(Stored data entries)
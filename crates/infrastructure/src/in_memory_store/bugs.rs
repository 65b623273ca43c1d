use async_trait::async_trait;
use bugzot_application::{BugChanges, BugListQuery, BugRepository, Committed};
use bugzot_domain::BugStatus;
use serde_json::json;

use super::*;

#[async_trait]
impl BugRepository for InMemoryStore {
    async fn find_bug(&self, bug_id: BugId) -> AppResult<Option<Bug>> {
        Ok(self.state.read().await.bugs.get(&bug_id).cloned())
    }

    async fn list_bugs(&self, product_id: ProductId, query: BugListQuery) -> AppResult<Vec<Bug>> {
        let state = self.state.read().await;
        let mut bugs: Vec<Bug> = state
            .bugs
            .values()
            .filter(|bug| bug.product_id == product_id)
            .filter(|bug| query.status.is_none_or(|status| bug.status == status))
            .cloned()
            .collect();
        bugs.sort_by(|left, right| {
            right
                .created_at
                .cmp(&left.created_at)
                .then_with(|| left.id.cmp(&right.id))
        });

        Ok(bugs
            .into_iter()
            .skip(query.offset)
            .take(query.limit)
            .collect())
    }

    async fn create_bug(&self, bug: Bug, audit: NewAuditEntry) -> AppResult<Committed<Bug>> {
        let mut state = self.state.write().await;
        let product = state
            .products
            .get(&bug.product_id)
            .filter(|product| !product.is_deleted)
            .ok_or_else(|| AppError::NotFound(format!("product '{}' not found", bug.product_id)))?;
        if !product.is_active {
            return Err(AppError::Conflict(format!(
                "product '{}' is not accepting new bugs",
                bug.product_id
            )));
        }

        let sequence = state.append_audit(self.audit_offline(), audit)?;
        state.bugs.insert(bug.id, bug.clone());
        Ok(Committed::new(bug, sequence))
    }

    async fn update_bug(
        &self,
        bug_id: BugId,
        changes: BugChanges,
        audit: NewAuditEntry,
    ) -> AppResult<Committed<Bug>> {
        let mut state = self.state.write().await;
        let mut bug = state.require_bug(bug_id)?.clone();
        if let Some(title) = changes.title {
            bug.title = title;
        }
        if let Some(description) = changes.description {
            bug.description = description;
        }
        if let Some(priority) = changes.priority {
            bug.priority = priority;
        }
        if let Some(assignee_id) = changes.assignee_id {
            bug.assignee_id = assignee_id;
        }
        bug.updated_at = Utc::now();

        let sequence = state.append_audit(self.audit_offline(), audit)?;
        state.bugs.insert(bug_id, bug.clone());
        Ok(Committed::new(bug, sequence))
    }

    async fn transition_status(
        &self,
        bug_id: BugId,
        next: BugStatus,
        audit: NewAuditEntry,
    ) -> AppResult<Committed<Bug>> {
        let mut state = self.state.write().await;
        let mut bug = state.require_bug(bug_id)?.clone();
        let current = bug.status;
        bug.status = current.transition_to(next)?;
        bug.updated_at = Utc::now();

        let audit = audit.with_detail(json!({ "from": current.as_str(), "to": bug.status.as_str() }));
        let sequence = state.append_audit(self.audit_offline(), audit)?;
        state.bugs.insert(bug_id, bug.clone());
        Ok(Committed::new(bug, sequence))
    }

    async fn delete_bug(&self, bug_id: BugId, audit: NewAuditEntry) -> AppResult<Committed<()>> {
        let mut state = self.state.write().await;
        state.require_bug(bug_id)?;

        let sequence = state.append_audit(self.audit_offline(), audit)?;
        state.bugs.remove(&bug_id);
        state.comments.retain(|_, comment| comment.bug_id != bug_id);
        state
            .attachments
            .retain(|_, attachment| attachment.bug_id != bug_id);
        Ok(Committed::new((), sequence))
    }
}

**Activity**
Set the entries above down once more, exactly as they stand.

**Expected answer**
filename crates/infrastructure/src/in_memory_store/bugs.rs
repository 65b623273ca43c1d
use async_trait::async_trait;
use bugzot_application::{BugChanges, BugListQuery, BugRepository, Committed};
use bugzot_domain::BugStatus;
use serde_json::json;

use super::*;

#[async_trait]
impl BugRepository for InMemoryStore {
    async fn find_bug(&self, bug_id: BugId) -> AppResult<Option<Bug>> {
        Ok(self.state.read().await.bugs.get(&bug_id).cloned())
    }

    async fn list_bugs(&self, product_id: ProductId, query: BugListQuery) -> AppResult<Vec<Bug>> {
        let state = self.state.read().await;
        let mut bugs: Vec<Bug> = state
            .bugs
            .values()
            .filter(|bug| bug.product_id == product_id)
            .filter(|bug| query.status.is_none_or(|status| bug.status == status))
            .cloned()
            .collect();
        bugs.sort_by(|left, right| {
            right
                .created_at
                .cmp(&left.created_at)
                .then_with(|| left.id.cmp(&right.id))
        });

        Ok(bugs
            .into_iter()
            .skip(query.offset)
            .take(query.limit)
            .collect())
    }

    async fn create_bug(&self, bug: Bug, audit: NewAuditEntry) -> AppResult<Committed<Bug>> {
        let mut state = self.state.write().await;
        let product = state
            .products
            .get(&bug.product_id)
            .filter(|product| !product.is_deleted)
            .ok_or_else(|| AppError::NotFound(format!("product '{}' not found", bug.product_id)))?;
        if !product.is_active {
            return Err(AppError::Conflict(format!(
                "product '{}' is not accepting new bugs",
                bug.product_id
            )));
        }

        let sequence = state.append_audit(self.audit_offline(), audit)?;
        state.bugs.insert(bug.id, bug.clone());
        Ok(Committed::new(bug, sequence))
    }

    async fn update_bug(
        &self,
        bug_id: BugId,
        changes: BugChanges,
        audit: NewAuditEntry,
    ) -> AppResult<Committed<Bug>> {
        let mut state = self.state.write().await;
        let mut bug = state.require_bug(bug_id)?.clone();
        if let Some(title) = changes.title {
            bug.title = title;
        }
        if let Some(description) = changes.description {
            bug.description = description;
        }
        if let Some(priority) = changes.priority {
            bug.priority = priority;
        }
        if let Some(assignee_id) = changes.assignee_id {
            bug.assignee_id = assignee_id;
        }
        bug.updated_at = Utc::now();

        let sequence = state.append_audit(self.audit_offline(), audit)?;
        state.bugs.insert(bug_id, bug.clone());
        Ok(Committed::new(bug, sequence))
    }

    async fn transition_status(
        &self,
        bug_id: BugId,
        next: BugStatus,
        audit: NewAuditEntry,
    ) -> AppResult<Committed<Bug>> {
        let mut state = self.state.write().await;
        let mut bug = state.require_bug(bug_id)?.clone();
        let current = bug.status;
        bug.status = current.transition_to(next)?;
        bug.updated_at = Utc::now();

        let audit = audit.with_detail(json!({ "from": current.as_str(), "to": bug.status.as_str() }));
        let sequence = state.append_audit(self.audit_offline(), audit)?;
        state.bugs.insert(bug_id, bug.clone());
        Ok(Committed::new(bug, sequence))
    }

    async fn delete_bug(&self, bug_id: BugId, audit: NewAuditEntry) -> AppResult<Committed<()>> {
        let mut state = self.state.write().await;
        state.require_bug(bug_id)?;

        let sequence = state.append_audit(self.audit_offline(), audit)?;
        state.bugs.remove(&bug_id);
        state.comments.retain(|_, comment| comment.bug_id != bug_id);
        state
            .attachments
            .retain(|_, attachment| attachment.bug_id != bug_id);
        Ok(Committed::new((), sequence))
    }
}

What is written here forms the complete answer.